* **WHAT THE TASK REQUIRES**:
For each line of the data below that holds "crates", copy the line.
[[ DATASET open ]]
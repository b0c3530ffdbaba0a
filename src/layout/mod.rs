//! Swarm layout engine.
//!
//! [`layout`] is a pure function: it turns data rows into positioned,
//! non-overlapping circles. Nothing is cached between calls.
//!
//! # Example
//!
//! ```
//! use trueno_swarm::config::LayoutConfig;
//! use trueno_swarm::layout::{layout, Accessors};
//! use trueno_swarm::scale::{BandScale, LinearScale};
//!
//! type Row = (&'static str, f32);
//!
//! let data: Vec<Row> = vec![("a", 1.0), ("a", 1.0), ("b", 4.0)];
//! let accessors = Accessors::new(|d: &Row| d.1, |d: &Row| d.0);
//! let values = LinearScale::new((0.0, 5.0), (0.0, 500.0)).unwrap();
//! let groups = BandScale::new(&["a", "b"], 200.0, 0.0).unwrap();
//!
//! let result = layout(&data, &accessors, &values, &groups, &LayoutConfig::default()).unwrap();
//! assert_eq!(result.len(), 3);
//! assert!(result.residual_overlap() < 1e-3);
//! ```

mod collision;
mod node;

pub use node::{Accessor, Accessors, SizeSpec, SwarmNode, DEFAULT_SIZE};

use std::fmt::Debug;
use std::hash::Hash;

use indexmap::IndexMap;

use crate::config::{GroupMode, LayoutConfig};
use crate::error::Result;
use crate::geometry::Bounds;
use crate::scale::{GroupScale, Scale};

use collision::CollisionResolver;

/// Result of a layout run.
#[derive(Debug, Clone, PartialEq)]
pub struct SwarmLayout<K, C = ()> {
    nodes: Vec<SwarmNode<K, C>>,
    bounds: Option<Bounds>,
    residual_overlap: f32,
}

impl<K, C> SwarmLayout<K, C> {
    /// Nodes in input order.
    #[must_use]
    pub fn nodes(&self) -> &[SwarmNode<K, C>] {
        &self.nodes
    }

    /// Consume the layout, keeping only the nodes.
    #[must_use]
    pub fn into_nodes(self) -> Vec<SwarmNode<K, C>> {
        self.nodes
    }

    /// Range of secondary coordinates actually used, `None` when empty.
    #[must_use]
    pub fn bounds(&self) -> Option<Bounds> {
        self.bounds
    }

    /// Largest overlap left between two colliding circles, zero when resolved.
    ///
    /// Overlap is measured against `radius_a + radius_b + spacing`.
    #[must_use]
    pub fn residual_overlap(&self) -> f32 {
        self.residual_overlap
    }

    /// Number of nodes.
    #[must_use]
    pub fn len(&self) -> usize {
        self.nodes.len()
    }

    /// Whether the layout has no nodes.
    #[must_use]
    pub fn is_empty(&self) -> bool {
        self.nodes.is_empty()
    }
}

/// Position `data` as a swarm.
///
/// # Errors
///
/// Fails before any simulation work when the configuration is out of range,
/// a value is not finite, a group is unknown to `group_scale`, or a value has
/// no position on `value_scale`.
pub fn layout<D, K, C, V, G>(
    data: &[D],
    accessors: &Accessors<D, K, C>,
    value_scale: &V,
    group_scale: &G,
    config: &LayoutConfig,
) -> Result<SwarmLayout<K, C>>
where
    K: Eq + Hash + Debug,
    V: Scale<f32, f32> + ?Sized,
    G: GroupScale<K> + ?Sized,
{
    config.validate()?;

    let mut nodes = node::initialize(data, accessors, value_scale, group_scale, config.orientation)?;
    let partitions = partition(&nodes, config.group_mode);

    let mut resolver = CollisionResolver::new(&nodes, partitions, config);
    for pass in 0..config.iterations {
        let displacement = resolver.step(&mut nodes);
        tracing::trace!(pass, displacement, "resolver pass");
    }

    let residual_overlap = resolver.residual_overlap(&nodes);
    let secondaries: Vec<f32> = nodes.iter().map(|n| n.secondary).collect();
    let bounds = Bounds::from_values(&secondaries);

    tracing::debug!(
        nodes = nodes.len(),
        partitions = resolver.partition_count(),
        candidate_checks = resolver.checks(),
        iterations = config.iterations,
        residual_overlap,
        "swarm layout complete"
    );

    Ok(SwarmLayout { nodes, bounds, residual_overlap })
}

/// Split node indices into collision partitions, in first-seen group order.
fn partition<K, C>(nodes: &[SwarmNode<K, C>], mode: GroupMode) -> Vec<Vec<usize>>
where
    K: Eq + Hash,
{
    if nodes.is_empty() {
        return Vec::new();
    }

    match mode {
        GroupMode::Unified => vec![(0..nodes.len()).collect()],
        GroupMode::Grouped => {
            let mut groups: IndexMap<&K, Vec<usize>> = IndexMap::new();
            for (i, node) in nodes.iter().enumerate() {
                groups.entry(&node.group).or_default().push(i);
            }
            groups.into_values().collect()
        }
    }
}

#[cfg(test)]
mod tests {
    use super::*;
    use crate::config::Orientation;
    use crate::error::Error;
    use crate::scale::{BandScale, GroupBand, LinearScale};
    use approx::assert_abs_diff_eq;

    type Row = (&'static str, f32);

    fn accessors() -> Accessors<Row, &'static str> {
        Accessors::new(|d: &Row| d.1, |d: &Row| d.0).size(SizeSpec::Fixed(20.0))
    }

    fn identity() -> LinearScale {
        LinearScale::new((0.0, 1000.0), (0.0, 1000.0)).unwrap()
    }

    fn single_band(_: &&'static str) -> Option<GroupBand> {
        Some(GroupBand::new(100.0, 50.0))
    }

    fn min_distance(nodes: &[SwarmNode<&'static str>]) -> f32 {
        let mut min = f32::INFINITY;
        for (i, a) in nodes.iter().enumerate() {
            for b in &nodes[i + 1..] {
                if a.group() == b.group() {
                    min = min.min(a.position().distance(b.position()));
                }
            }
        }
        min
    }

    #[test]
    fn test_three_node_scenario() {
        let data = vec![("g", 10.0), ("g", 10.0), ("g", 10.0)];
        let config = LayoutConfig::new().spacing(2.0);

        let result = layout(&data, &accessors(), &identity(), &single_band, &config).unwrap();

        let s: Vec<f32> = result.nodes().iter().map(SwarmNode::secondary).collect();
        assert_abs_diff_eq!(s[0], 78.0, epsilon = 1e-3);
        assert_abs_diff_eq!(s[1], 100.0, epsilon = 1e-3);
        assert_abs_diff_eq!(s[2], 122.0, epsilon = 1e-3);

        let bounds = result.bounds().unwrap();
        assert_abs_diff_eq!(bounds.min, 78.0, epsilon = 1e-3);
        assert_abs_diff_eq!(bounds.max, 122.0, epsilon = 1e-3);
        assert!(result.residual_overlap() < 1e-3);
    }

    #[test]
    fn test_zero_iterations_rests_on_center() {
        let data = vec![("g", 10.0), ("g", 10.0), ("g", 11.0)];
        let config = LayoutConfig::new().iterations(0);

        let result = layout(&data, &accessors(), &identity(), &single_band, &config).unwrap();

        for node in result.nodes() {
            assert_eq!(node.secondary(), 100.0);
        }
        assert!(result.residual_overlap() > 0.0);
    }

    #[test]
    fn test_empty_data() {
        let data: Vec<Row> = Vec::new();
        let result = layout(&data, &accessors(), &identity(), &single_band, &LayoutConfig::default()).unwrap();

        assert!(result.is_empty());
        assert!(result.bounds().is_none());
        assert_eq!(result.residual_overlap(), 0.0);
    }

    #[test]
    fn test_output_keeps_input_order() {
        let data = vec![("g", 30.0), ("g", 10.0), ("g", 20.0), ("g", 10.0)];
        let result = layout(&data, &accessors(), &identity(), &single_band, &LayoutConfig::default()).unwrap();

        let indices: Vec<usize> = result.nodes().iter().map(SwarmNode::index).collect();
        assert_eq!(indices, vec![0, 1, 2, 3]);
        let values: Vec<f32> = result.nodes().iter().map(SwarmNode::value).collect();
        assert_eq!(values, vec![30.0, 10.0, 20.0, 10.0]);
        for (node, row) in result.nodes().iter().zip(&data) {
            assert_eq!(node.primary(), row.1);
        }
    }

    #[test]
    fn test_groups_do_not_collide_when_grouped() {
        let bands = BandScale::from_bands([
            ("a", GroupBand::new(100.0, 50.0)),
            ("b", GroupBand::new(100.0, 50.0)),
        ])
        .unwrap();
        let data = vec![("a", 10.0), ("b", 10.0)];

        let grouped = layout(&data, &accessors(), &identity(), &bands, &LayoutConfig::default()).unwrap();
        assert!(grouped.nodes().iter().all(|n| n.secondary() == 100.0));

        let unified = LayoutConfig::new().group_mode(GroupMode::Unified);
        let result = layout(&data, &accessors(), &identity(), &bands, &unified).unwrap();
        let gap = (result.nodes()[1].secondary() - result.nodes()[0].secondary()).abs();
        assert_abs_diff_eq!(gap, 22.0, epsilon = 1e-3);
    }

    #[test]
    fn test_horizontal_orientation_maps_secondary_to_y() {
        let data = vec![("g", 10.0)];
        let config = LayoutConfig::new().orientation(Orientation::Horizontal);
        let result = layout(&data, &accessors(), &identity(), &single_band, &config).unwrap();

        let node = &result.nodes()[0];
        assert_eq!(node.x(), 10.0);
        assert_eq!(node.y(), 100.0);

        let config = LayoutConfig::new().orientation(Orientation::Vertical);
        let result = layout(&data, &accessors(), &identity(), &single_band, &config).unwrap();
        let node = &result.nodes()[0];
        assert_eq!(node.x(), 100.0);
        assert_eq!(node.y(), 10.0);
    }

    #[test]
    fn test_invalid_config_fails_before_work() {
        let data = vec![("missing", f32::NAN)];
        let config = LayoutConfig::new().spacing(-1.0);

        let err = layout(&data, &accessors(), &identity(), &single_band, &config).unwrap_err();
        assert!(matches!(err, Error::InvalidConfig { key: "spacing", .. }));
    }

    #[test]
    fn test_unknown_group_is_reported() {
        let bands = BandScale::new(&["a"], 100.0, 0.0).unwrap();
        let data = vec![("a", 1.0), ("z", 2.0)];

        let err = layout(&data, &accessors(), &identity(), &bands, &LayoutConfig::default()).unwrap_err();
        assert!(matches!(err, Error::UnknownGroup(ref g) if g.contains('z')));
    }

    #[test]
    fn test_minimum_distance_never_shrinks() {
        let data: Vec<Row> = (0..25).map(|i| ("g", (i % 5) as f32 * 3.0)).collect();
        let band = |_: &&'static str| Some(GroupBand::new(0.0, 500.0));
        let mut last = 0.0_f32;

        for iterations in 0..40 {
            let config = LayoutConfig::new().iterations(iterations).force_strength(0.5);
            let result = layout(&data, &accessors(), &identity(), &band, &config).unwrap();
            let current = min_distance(result.nodes());
            assert!(current + 1e-3 >= last, "pass {iterations}: {current} < {last}");
            last = current;
        }
    }

    #[test]
    fn test_partition_first_seen_order() {
        let data = vec![("b", 1.0), ("a", 2.0), ("b", 3.0)];
        let band = |_: &&'static str| Some(GroupBand::new(0.0, 10.0));
        let nodes = node::initialize(&data, &accessors(), &identity(), &band, Orientation::Vertical).unwrap();

        assert_eq!(partition(&nodes, GroupMode::Grouped), vec![vec![0, 2], vec![1]]);
        assert_eq!(partition(&nodes, GroupMode::Unified), vec![vec![0, 1, 2]]);
        assert!(partition::<&str, ()>(&[], GroupMode::Unified).is_empty());
    }
}
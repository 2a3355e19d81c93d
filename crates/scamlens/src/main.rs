use crate::prelude::*;
use clap::Parser;

mod check;
mod classify;
mod error;
mod extract;
mod prelude;
mod serve;

#[derive(Debug, clap::Parser)]
#[command(
    author,
    version,
    about,
    long_about = "Screen suspicious messages, documents, and URLs with a generative model"
)]
pub struct App {
    #[command(subcommand)]
    pub command: SubCommands,

    #[clap(flatten)]
    global: Global,
}

#[derive(Debug, Clone, clap::Args)]
pub struct Global {
    /// Whether to display additional information.
    #[clap(long, env = "SCAMLENS_VERBOSE", global = true, default_value = "false")]
    verbose: bool,
}

#[derive(Debug, clap::Parser)]
pub enum SubCommands {
    /// Run the web application
    Serve(crate::serve::Options),

    /// Classify a single URL from the command line
    Url(crate::check::UrlOptions),

    /// Classify a local document from the command line
    File(crate::check::FileOptions),
}

#[tokio::main]
async fn main() -> Result<()> {
    env_logger::init();
    color_eyre::install()?;

    let app = App::parse();

    match app.command {
        SubCommands::Serve(options) => crate::serve::run(options, app.global).await,
        SubCommands::Url(options) => crate::check::run_url(options, app.global).await,
        SubCommands::File(options) => crate::check::run_file(options, app.global).await,
    }
    .map_err(|err: color_eyre::eyre::Report| eyre!(err))
}
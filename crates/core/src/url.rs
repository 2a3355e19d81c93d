/// True when the URL starts with a scheme the classifier accepts.
///
/// A case-sensitive prefix check for `http://` or `https://`, matching what
/// the URL form promises the user. Anything else (including uppercase
/// schemes) is rejected before a prompt is ever built.
pub fn has_supported_scheme(url: &str) -> bool {
    url.starts_with("http://") || url.starts_with("https://")
}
[[ DATASET closed ]]
* **SOLUTION FOR THIS TASK**:
filename crates/scamlens/src/main.rs
filename crates/core/src/url.rs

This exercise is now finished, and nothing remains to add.